The Briefing 03-27-17

The Briefing 03-27-17

Part I


Should it be illegal to be a stay-at-home mom? Why feminists want to take this choice away from women

Should it be illegal for women to choose to be stay-at-home moms? If that sounds like an absolutely outlandish question—and it should—just keep in mind that it is a question now being asked in public in the nation of Australia. Behind this is the larger pattern of social and moral change within a society. It follows a predictable pattern. Something is proposed as a moral or social change that sounds absolutely unthinkable, then it becomes thinkable. It was implausible, but it gains in plausibility. Once it gains in plausibility, it becomes policy, and behind that policy is a form of political legal and social coercion. That kind of pattern is what should have our attention as we consider the controversy that has recently emerged in Australia, and of course it will not stay there.

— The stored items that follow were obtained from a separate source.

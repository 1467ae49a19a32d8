use thiserror::Error;

/// Failures a caller could have checked up front. Unknown ids are never
/// errors; those calls are no-ops.
#[derive(Debug, Error, PartialEq, Eq)]
pub enum StoreError {
    #[error("Playlist name is required.")]
    EmptyPlaylistName,
}
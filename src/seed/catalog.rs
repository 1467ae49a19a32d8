use std::collections::HashMap;
use std::path::Path;

use anyhow::{anyhow, Context, Result};
use rusqlite::{Connection, OpenFlags};
use uuid::Uuid;

use crate::models::{ArtworkRef, PlaylistId, Song, SongId};

use super::{SeedCatalog, SeedPlaylist};

/// Open an existing catalog file read-only. The library is never written
/// back, so a missing file is reported instead of created.
pub fn open_catalog(path: &Path) -> Result<Connection> {
    if !path.exists() {
        return Err(anyhow!("catalog {} does not exist", path.display()));
    }
    Connection::open_with_flags(
        path,
        OpenFlags::SQLITE_OPEN_READ_ONLY | OpenFlags::SQLITE_OPEN_NO_MUTEX,
    )
    .with_context(|| format!("failed to open catalog {}", path.display()))
}

/// Read songs, playlists and playlist membership from a catalog database.
///
/// Expected tables:
/// - `songs(id TEXT, title TEXT, artist TEXT)`
/// - `playlists(id TEXT, name TEXT, artwork TEXT NULL)`
/// - `playlist_songs(playlist_id TEXT, song_id TEXT, position INTEGER)`
///
/// Songs and playlists keep their row order; membership follows `position`.
pub fn load_catalog(conn: &Connection) -> Result<SeedCatalog> {
    let songs = fetch_songs(conn)?;
    let mut membership = fetch_membership(conn)?;

    let playlists = fetch_playlists(conn)?
        .into_iter()
        .map(|(id, name, artwork)| SeedPlaylist {
            song_ids: membership.remove(&id).unwrap_or_default(),
            id,
            name,
            artwork: artwork.map(ArtworkRef::new),
        })
        .collect();

    Ok(SeedCatalog { songs, playlists })
}

fn parse_id(raw: &str, what: &str) -> Result<Uuid> {
    Uuid::parse_str(raw.trim()).with_context(|| format!("invalid {what} id {raw:?} in catalog"))
}

fn fetch_songs(conn: &Connection) -> Result<Vec<Song>> {
    let mut stmt = conn
        .prepare("SELECT id, title, artist FROM songs ORDER BY rowid")
        .context("failed to prepare songs query")?;

    let rows = stmt
        .query_map([], |row| {
            Ok((
                row.get::<_, String>(0)?,
                row.get::<_, String>(1)?,
                row.get::<_, Option<String>>(2)?,
            ))
        })
        .context("failed to iterate songs")?
        .collect::<Result<Vec<_>, _>>()
        .context("failed to collect songs")?;

    rows.into_iter()
        .map(|(id, title, artist)| {
            Ok(Song {
                id: SongId::from_uuid(parse_id(&id, "song")?),
                title,
                artist: artist.unwrap_or_default(),
            })
        })
        .collect()
}

fn fetch_playlists(conn: &Connection) -> Result<Vec<(PlaylistId, String, Option<String>)>> {
    let mut stmt = conn
        .prepare("SELECT id, name, artwork FROM playlists ORDER BY rowid")
        .context("failed to prepare playlists query")?;

    let rows = stmt
        .query_map([], |row| {
            Ok((
                row.get::<_, String>(0)?,
                row.get::<_, String>(1)?,
                row.get::<_, Option<String>>(2)?,
            ))
        })
        .context("failed to iterate playlists")?
        .collect::<Result<Vec<_>, _>>()
        .context("failed to collect playlists")?;

    rows.into_iter()
        .map(|(id, name, artwork)| {
            let artwork = artwork.filter(|reference| !reference.trim().is_empty());
            Ok((PlaylistId::from_uuid(parse_id(&id, "playlist")?), name, artwork))
        })
        .collect()
}

fn fetch_membership(conn: &Connection) -> Result<HashMap<PlaylistId, Vec<SongId>>> {
    let mut stmt = conn
        .prepare(
            "SELECT playlist_id, song_id
             FROM playlist_songs
             ORDER BY playlist_id, position, rowid",
        )
        .context("failed to prepare playlist songs query")?;

    let rows = stmt
        .query_map([], |row| {
            Ok((row.get::<_, String>(0)?, row.get::<_, String>(1)?))
        })
        .context("failed to iterate playlist songs")?
        .collect::<Result<Vec<_>, _>>()
        .context("failed to collect playlist songs")?;

    let mut membership: HashMap<PlaylistId, Vec<SongId>> = HashMap::new();
    for (playlist_id, song_id) in rows {
        let playlist = PlaylistId::from_uuid(parse_id(&playlist_id, "playlist")?);
        let song = SongId::from_uuid(parse_id(&song_id, "song")?);
        membership.entry(playlist).or_default().push(song);
    }
    Ok(membership)
}
use std::fmt;

use crate::models::{PlaylistId, SongId};

/// What changed inside the store. Exactly one event is published per
/// effective mutation; an event may describe several collections at once.
#[derive(Debug, Clone, PartialEq, Eq)]
pub enum StoreEvent {
    /// A song was added or a record was replaced.
    SongsChanged,
    /// A song left the library. `playlists` lists every playlist whose
    /// membership lost entries; the queue and levels were purged too.
    SongDeleted {
        id: SongId,
        playlists: Vec<PlaylistId>,
    },
    /// A playlist was created, with its artwork if any was given.
    PlaylistCreated(PlaylistId),
    PlaylistsDeleted(Vec<PlaylistId>),
    MembershipChanged(PlaylistId),
    ArtworkChanged(PlaylistId),
    QueueChanged,
    LevelsChanged(SongId),
}

impl StoreEvent {
    /// Whether the event can change what a view of `playlist` shows.
    pub fn touches_playlist(&self, playlist: PlaylistId) -> bool {
        match self {
            StoreEvent::SongsChanged => true,
            StoreEvent::SongDeleted { playlists, .. } => playlists.contains(&playlist),
            StoreEvent::PlaylistsDeleted(ids) => ids.contains(&playlist),
            StoreEvent::MembershipChanged(id) | StoreEvent::ArtworkChanged(id) => *id == playlist,
            StoreEvent::PlaylistCreated(_)
            | StoreEvent::QueueChanged
            | StoreEvent::LevelsChanged(_) => false,
        }
    }

    /// Whether library songs were added, removed or replaced.
    pub fn touches_songs(&self) -> bool {
        matches!(
            self,
            StoreEvent::SongsChanged | StoreEvent::SongDeleted { .. }
        )
    }
}

/// Handle returned by `LibraryStore::subscribe`.
#[derive(Debug, Clone, Copy, PartialEq, Eq, Hash)]
pub struct SubscriptionId(u64);

type Callback = Box<dyn FnMut(&StoreEvent) + Send>;

/// Ordered list of subscriber callbacks.
#[derive(Default)]
pub(crate) struct Subscribers {
    next_id: u64,
    callbacks: Vec<(SubscriptionId, Callback)>,
}

impl Subscribers {
    pub(crate) fn add(&mut self, callback: Callback) -> SubscriptionId {
        let id = SubscriptionId(self.next_id);
        self.next_id += 1;
        self.callbacks.push((id, callback));
        id
    }

    pub(crate) fn remove(&mut self, id: SubscriptionId) -> bool {
        let before = self.callbacks.len();
        self.callbacks.retain(|(existing, _)| *existing != id);
        self.callbacks.len() != before
    }

    pub(crate) fn publish(&mut self, event: StoreEvent) {
        for (_, callback) in self.callbacks.iter_mut() {
            callback(&event);
        }
    }

    pub(crate) fn len(&self) -> usize {
        self.callbacks.len()
    }
}

impl fmt::Debug for Subscribers {
    fn fmt(&self, f: &mut fmt::Formatter<'_>) -> fmt::Result {
        f.debug_struct("Subscribers")
            .field("count", &self.callbacks.len())
            .finish()
    }
}
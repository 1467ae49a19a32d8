use crate::models::{PlaylistId, Song};

use super::{SeedCatalog, SeedPlaylist};

const DEMO_SONGS: &[(&str, &str)] = &[
    ("Midnight Drive", "Nova"),
    ("Golden Hour", "Aria"),
    ("Neon Skyline", "Kairo"),
    ("Afterglow", "Selene"),
    ("Slow Motion", "The Satellites"),
    ("Ocean Glass", "Mira"),
    ("Night Market", "Juno"),
    ("Paper Planes", "Lumen"),
    ("Static Bloom", "Echo Park"),
    ("Rainy Streetlights", "Orchid"),
];

/// Playlist names with the indices of the demo songs they hold.
const DEMO_PLAYLISTS: &[(&str, &[usize])] = &[
    ("Gym Mix", &[2, 4, 8]),
    ("Late Night", &[0, 6, 9, 3]),
    ("Practice Loops", &[]),
    ("Road Trip", &[0, 1, 7, 5, 2]),
    ("Chill", &[5, 3]),
    ("Focus", &[]),
];

/// Library used when no catalog file is available. Ids are minted fresh on
/// every call.
pub fn demo_catalog() -> SeedCatalog {
    let songs: Vec<Song> = DEMO_SONGS
        .iter()
        .map(|(title, artist)| Song::new(*title, *artist))
        .collect();

    let playlists = DEMO_PLAYLISTS
        .iter()
        .map(|(name, members)| SeedPlaylist {
            id: PlaylistId::new(),
            name: name.to_string(),
            song_ids: members.iter().map(|index| songs[*index].id).collect(),
            artwork: None,
        })
        .collect();

    SeedCatalog { songs, playlists }
}

#[cfg(test)]
mod tests {
    use std::collections::HashSet;

    use super::*;
    use crate::store::LibraryStore;

    #[test]
    fn demo_membership_resolves_fully() {
        let store = LibraryStore::new(demo_catalog());

        assert_eq!(store.songs().len(), DEMO_SONGS.len());
        assert_eq!(store.playlists().len(), DEMO_PLAYLISTS.len());
        for playlist in store.playlists() {
            assert_eq!(store.songs_in_playlist(playlist.id).len(), playlist.count);
        }
    }

    #[test]
    fn demo_ids_are_unique() {
        let seed = demo_catalog();
        let ids: HashSet<_> = seed.songs.iter().map(|song| song.id).collect();
        assert_eq!(ids.len(), seed.songs.len());
    }
}
//! Ordered maps over an arena of tree nodes.
//!
//! [`AvlTree`] keeps itself balanced with AVL rotations, so lookups,
//! inserts and deletes take logarithmic time. [`BinaryTree`] is the plain,
//! unbalanced binary search tree it is built on.
//!
//! Nodes live in a generational arena and refer to each other by
//! [`NodeId`]; the parent link is a plain id, so there are no reference
//! cycles. All traversals are iterative and use the [`Stack`] and [`Queue`]
//! scratch containers instead of the call stack.
//!
//! ```
//! use arena_avl::{AvlTree, TraversalOrder};
//!
//! let mut tree = AvlTree::new();
//! for key in [40, 4, 34, 45, 14, 55, 48, 13, 15, 49, 47] {
//!     tree.insert(key, key * 2);
//! }
//! assert!(tree.delete(&55));
//!
//! let mut keys = Vec::new();
//! tree.traverse(TraversalOrder::InOrder, |key, _| keys.push(*key));
//! assert_eq!(keys, [4, 13, 14, 15, 34, 40, 45, 47, 48, 49]);
//! ```

mod avl;
mod bst;
mod node;
mod rotate;
mod scratch;
mod traverse;

pub use avl::AvlTree;
pub use bst::BinaryTree;
pub use node::{NodeId, NodeRef};
pub use scratch::{Queue, Stack};
pub use traverse::{Iter, ParseOrderError, TraversalOrder};
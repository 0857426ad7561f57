//! Scratch containers used by the iterative traversals.

use std::collections::VecDeque;

/// A LIFO stack.
///
/// `pop` and `peek` return `None` on an empty stack instead of panicking.
#[derive(Clone, Debug)]
pub struct Stack<T> {
    items: Vec<T>,
}

impl<T> Stack<T> {
    /// Creates an empty stack.
    pub fn new() -> Self {
        Self { items: Vec::new() }
    }

    /// Creates an empty stack with room for `capacity` items.
    pub fn with_capacity(capacity: usize) -> Self {
        Self {
            items: Vec::with_capacity(capacity),
        }
    }

    /// Pushes an item onto the top of the stack.
    pub fn push(&mut self, item: T) {
        self.items.push(item);
    }

    /// Removes and returns the top item.
    pub fn pop(&mut self) -> Option<T> {
        self.items.pop()
    }

    /// Returns a reference to the top item.
    pub fn peek(&self) -> Option<&T> {
        self.items.last()
    }

    pub fn is_empty(&self) -> bool {
        self.items.is_empty()
    }

    pub fn len(&self) -> usize {
        self.items.len()
    }
}

impl<T> Default for Stack<T> {
    fn default() -> Self {
        Self::new()
    }
}

/// A FIFO queue.
///
/// `dequeue` and `peek` return `None` on an empty queue instead of panicking.
#[derive(Clone, Debug)]
pub struct Queue<T> {
    items: VecDeque<T>,
}

impl<T> Queue<T> {
    /// Creates an empty queue.
    pub fn new() -> Self {
        Self {
            items: VecDeque::new(),
        }
    }

    /// Appends an item at the back of the queue.
    pub fn enqueue(&mut self, item: T) {
        self.items.push_back(item);
    }

    /// Removes and returns the item at the front of the queue.
    pub fn dequeue(&mut self) -> Option<T> {
        self.items.pop_front()
    }

    /// Returns a reference to the item at the front of the queue.
    pub fn peek(&self) -> Option<&T> {
        self.items.front()
    }

    pub fn is_empty(&self) -> bool {
        self.items.is_empty()
    }

    pub fn len(&self) -> usize {
        self.items.len()
    }
}

impl<T> Default for Queue<T> {
    fn default() -> Self {
        Self::new()
    }
}
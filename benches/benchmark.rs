use criterion::{black_box, criterion_group, criterion_main, Criterion};
use rand::{rngs::StdRng, Rng, SeedableRng};

use arena_avl::{AvlTree, TraversalOrder};

const N: usize = 100_000;

pub fn benchmarks(c: &mut Criterion) {
    let mut rng = StdRng::seed_from_u64(0);
    let values: Vec<i32> = (1..=N).map(|_| rng.gen()).collect();

    c.bench_function("avl_insert", |b| {
        let mut tree = AvlTree::new();
        b.iter(|| {
            for value in &values {
                tree.insert(*value, *value);
            }
        })
    });

    let mut tree = AvlTree::new();
    for value in &values {
        tree.insert(*value, *value);
    }

    c.bench_function("avl_search", |b| {
        b.iter(|| {
            for value in &values {
                black_box(tree.search(value));
            }
        })
    });

    c.bench_function("avl_iter", |b| {
        b.iter(|| {
            for (k, v) in &tree {
                black_box((k, v));
            }
        })
    });

    c.bench_function("avl_level_order", |b| {
        b.iter(|| {
            tree.traverse(TraversalOrder::LevelOrder, |k, v| {
                black_box((k, v));
            })
        })
    });

    c.bench_function("avl_delete", |b| {
        b.iter_batched(
            || tree.clone(),
            |mut tree| {
                for value in &values {
                    tree.delete(value);
                }
                tree
            },
            criterion::BatchSize::LargeInput,
        )
    });
}

criterion_group!(benches, benchmarks);
criterion_main!(benches);
// 该文件是 Yunsun （云隼） 项目的一部分。
// src/geo/proj_backend.rs - PROJ 投影后端
//
// 本程序遵循 GNU Affero 通用公共许可证（AGPL）许可协议。
// 本程序的发布旨在提供实用价值，但不作任何形式的担保，
// 包括但不限于对适销性或特定用途适用性的默示担保。
// 更多详情请参阅 GNU 通用公共许可证。
//
// Copyright (C) 2026 Johann Li <me@qinka.pro>, ETVP

use anyhow::{Context, Result};
use proj::Proj;

use super::Projector;

const WGS84: &str = "EPSG:4326";

/// 基于 PROJ 库的投影后端。
///
/// 轴序已归一化为 (东, 北) 进、(经, 纬) 出。
pub struct ProjProjector;

impl Projector for ProjProjector {
  fn project(&self, x: f64, y: f64, from_crs: &str) -> Result<(f64, f64)> {
    let proj = Proj::new_known_crs(from_crs, WGS84, None)
      .with_context(|| format!("无法创建 {from_crs} 到 {WGS84} 的变换"))?;
    let (lon, lat) = proj.convert((x, y)).context("坐标换算失败")?;
    Ok((lat, lon))
  }

  fn project_batch(&self, points: &[(f64, f64)], from_crs: &str) -> Result<Vec<(f64, f64)>> {
    let proj = Proj::new_known_crs(from_crs, WGS84, None)
      .with_context(|| format!("无法创建 {from_crs} 到 {WGS84} 的变换"))?;

    let mut out = Vec::with_capacity(points.len());
    for &(x, y) in points {
      let (lon, lat) = proj.convert((x, y)).context("坐标换算失败")?;
      out.push((lat, lon));
    }
    Ok(out)
  }
}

Behind all of this is a report recently released by an organization that usually doesn’t garner a great deal of controversy. That’s the Organization for Economic Cooperation and Development, the OECD. That international organization is actually a legacy of the United States and the Marshall Plan. That was the plan whereby the United States brought economic assistance to much of war-torn Europe in the aftermath of the Second World War. It was an effort to reach out and to rebuild, economically speaking, Germany and its allies as well as much of the rest of Europe. In the aftermath of World War II, that was necessary. But the OECD has continued in more recent decades, especially since 1960, as an organization that unites nations in the development of international trade and economic development.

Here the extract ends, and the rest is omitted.